Kei Masuda, PES 2015's creative producer, told me (again through a translator) that Konami is mindful of the criticism it shouldered in the implementation of the Fox Engine last year. While Fox delivered high-quality player models and more lifelike physical interactions — particularly with respect to the ball — the rest of the game appeared slow and struggled to keep up. To a keen-eyed football fan, Pro Evo 2014 showed a more realistic spacing between players; the problem is, under the Fox Engine, these players were too slow to react and too momentum-heavy to do much with it.
My limited hands-on time with Pro Evolution Soccer 2015 showcased a much more crisply played game in one-on-one contexts.
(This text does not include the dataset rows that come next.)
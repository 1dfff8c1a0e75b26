//! In-memory entity stores.
//!
//! Each entity type gets its own [`EntityStore`]: an append-only `Vec` plus an
//! [`IdAllocator`] that stamps records with sequential IDs as they arrive.
//! Stores do no locking; wrap them in a lock to share across tasks.

use crate::types::IdAllocator;

/// A record type that can live in an [`EntityStore`].
pub trait Entity {
    /// The record's ID type.
    type Id: Copy + Eq + From<u64>;
    /// The record without its ID, as supplied by callers.
    type New;

    /// Build the stored record from an assigned ID and the caller's data.
    fn from_new(id: Self::Id, new: Self::New) -> Self;

    /// The record's ID.
    fn id(&self) -> Self::Id;
}

/// Insertion-ordered collection of one entity type.
#[derive(Debug, Clone)]
pub struct EntityStore<E> {
    records: Vec<E>,
    ids: IdAllocator,
}

impl<E: Entity> EntityStore<E> {
    /// Create an empty store whose first ID will be 1.
    #[must_use]
    pub const fn new() -> Self {
        Self {
            records: Vec::new(),
            ids: IdAllocator::new(),
        }
    }

    /// Create a store pre-populated with `items`.
    #[must_use]
    pub fn with_records(items: impl IntoIterator<Item = E::New>) -> Self {
        let mut store = Self::new();
        store.add_all(items);
        store
    }

    /// Append `items` in order, assigning each the next sequential ID.
    ///
    /// Returns the newly stored records.
    pub fn add_all(&mut self, items: impl IntoIterator<Item = E::New>) -> &[E] {
        let start = self.records.len();
        for item in items {
            let id = E::Id::from(self.ids.allocate());
            self.records.push(E::from_new(id, item));
        }
        self.records.get(start..).unwrap_or_default()
    }

    /// Append a single record and return it with its assigned ID.
    #[allow(clippy::indexing_slicing)] // non-empty: just pushed
    pub fn add_one(&mut self, item: E::New) -> &E {
        let id = E::Id::from(self.ids.allocate());
        self.records.push(E::from_new(id, item));
        &self.records[self.records.len() - 1]
    }

    /// All records in insertion order.
    #[must_use]
    pub const fn all(&self) -> &[E] {
        self.records.as_slice()
    }

    /// The first record with the given ID.
    #[must_use]
    pub fn get(&self, id: E::Id) -> Option<&E> {
        self.records.iter().find(|record| record.id() == id)
    }

    /// Number of stored records.
    #[must_use]
    pub const fn len(&self) -> usize {
        self.records.len()
    }

    /// Whether the store holds no records.
    #[must_use]
    pub const fn is_empty(&self) -> bool {
        self.records.is_empty()
    }

    /// Drop every record. The ID counter is left alone; see [`Self::reset_ids`].
    #[cfg(any(test, feature = "test-support"))]
    pub fn remove_all(&mut self) {
        self.records.clear();
    }

    /// Rewind the ID counter so the next record gets ID 1.
    ///
    /// Existing records keep their IDs, so calling this without
    /// [`Self::remove_all`] can produce duplicates.
    #[cfg(any(test, feature = "test-support"))]
    pub const fn reset_ids(&mut self) {
        self.ids.reset();
    }
}

impl<E: Entity> Default for EntityStore<E> {
    fn default() -> Self {
        Self::new()
    }
}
The same, super-realistic sense of weight and momentum in each player are still there, but they're faster. >Players not only are faster off the first touch, with a new "jinking run" movement (a modifier keyed by a bumper button press), they can soft-tap the ball ahead and then explode into a different direction, easily catching an AI defender off guard. The defense pursues the ball — not necessarily the man — more aggressively, making complex passing strategies more difficult. Pro Evolution Soccer 2015 definitely bears the marks of a game trying to appeal to a Western audience, but so far, it's in a one-on-one way, rather than with the cooperation of AI teammates.
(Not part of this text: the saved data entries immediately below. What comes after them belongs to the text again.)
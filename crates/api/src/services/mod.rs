//! Business logic services.

pub mod auth;
//! Catalog products.

use serde::{Deserialize, Serialize};

use crate::store::Entity;
use crate::types::{BrandId, Price, ProductId};

/// A product as it arrives from fixture data, before it has an ID.
///
/// Any `id` field present in the input is ignored; the store assigns one.
#[derive(Debug, Clone, PartialEq, Eq, Serialize, Deserialize)]
#[serde(rename_all = "camelCase")]
pub struct NewProduct {
    /// Brand this product belongs to. Not checked against the brand store.
    pub category_id: BrandId,
    pub name: String,
    pub description: String,
    pub price: Price,
    /// Image URLs in display order.
    pub image_urls: Vec<String>,
}

/// A stored product.
#[derive(Debug, Clone, PartialEq, Eq, Serialize, Deserialize)]
pub struct Product {
    pub id: ProductId,
    #[serde(flatten)]
    pub attrs: NewProduct,
}

impl Product {
    /// Whether the description contains `query` (case-sensitive substring).
    #[must_use]
    pub fn matches_query(&self, query: &str) -> bool {
        self.attrs.description.contains(query)
    }

    /// Whether this product belongs to `brand`.
    #[must_use]
    pub fn belongs_to(&self, brand: BrandId) -> bool {
        self.attrs.category_id == brand
    }
}

impl Entity for Product {
    type Id = ProductId;
    type New = NewProduct;

    fn from_new(id: Self::Id, new: Self::New) -> Self {
        Self { id, attrs: new }
    }

    fn id(&self) -> Self::Id {
        self.id
    }
}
"The game speed has been increased to allow for that burst of speed, as well as slower technical movements," Masuda said. "The passes and shots have been revised as well, and their relation to the power [behind them] has been directly affected." Masuda said that this would be more apparent in shots inside the box, but I guess I didn't try enough to see clearly what he was describing. I'll take his word for now, though, because he's saying players will see greater variance in shot speed and trajectory the closer in they move.
The other gesture to Western sensibilities will come in presentation, particularly in replays stemming from anything happening close to the goal or with a chance of scoring. A goal triggered a long (and, though this may be only in the build I was trying, unskippable) sequence of replays from various angles showcasing the moment. Masuda said this was a particular focus coming out of Pro Evolution Soccer 2014, from "the buildup and the last pass to that goal scene, and also the one-on one situations.
"These are the exciting scenes that fans love in football, and we've tried to simplify it enough to keep casual users engaged," Masuda said. And I did see a lot of lively camera work in dead-ball situations, particularly after goals.
Hatsumi added that Konami is incorporating sophisticated data analysis from football matches — essentially what usually takes place in a certain situation from a certain spot on the field — to "set indicators" for the PES match in progress. "Those indicators from these real-life match situations would give us a good idea what we should aim for, if we want to recreate those matches," Hatsumi said, broadly describing the goal. As I've said with other developers making similar claims, it would take many replays to judge the effectiveness of the claim.
PES' greatest virtue has been its biggest limitation: If Pro Evolution Soccer is better at addressing the technical subtleties of soccer, just how much ground has it really gained against a people's champion like FIFA? Time will tell if Pro Evo 2015 is impressing new players, or just doing enough to keep lifelong fans in the fold.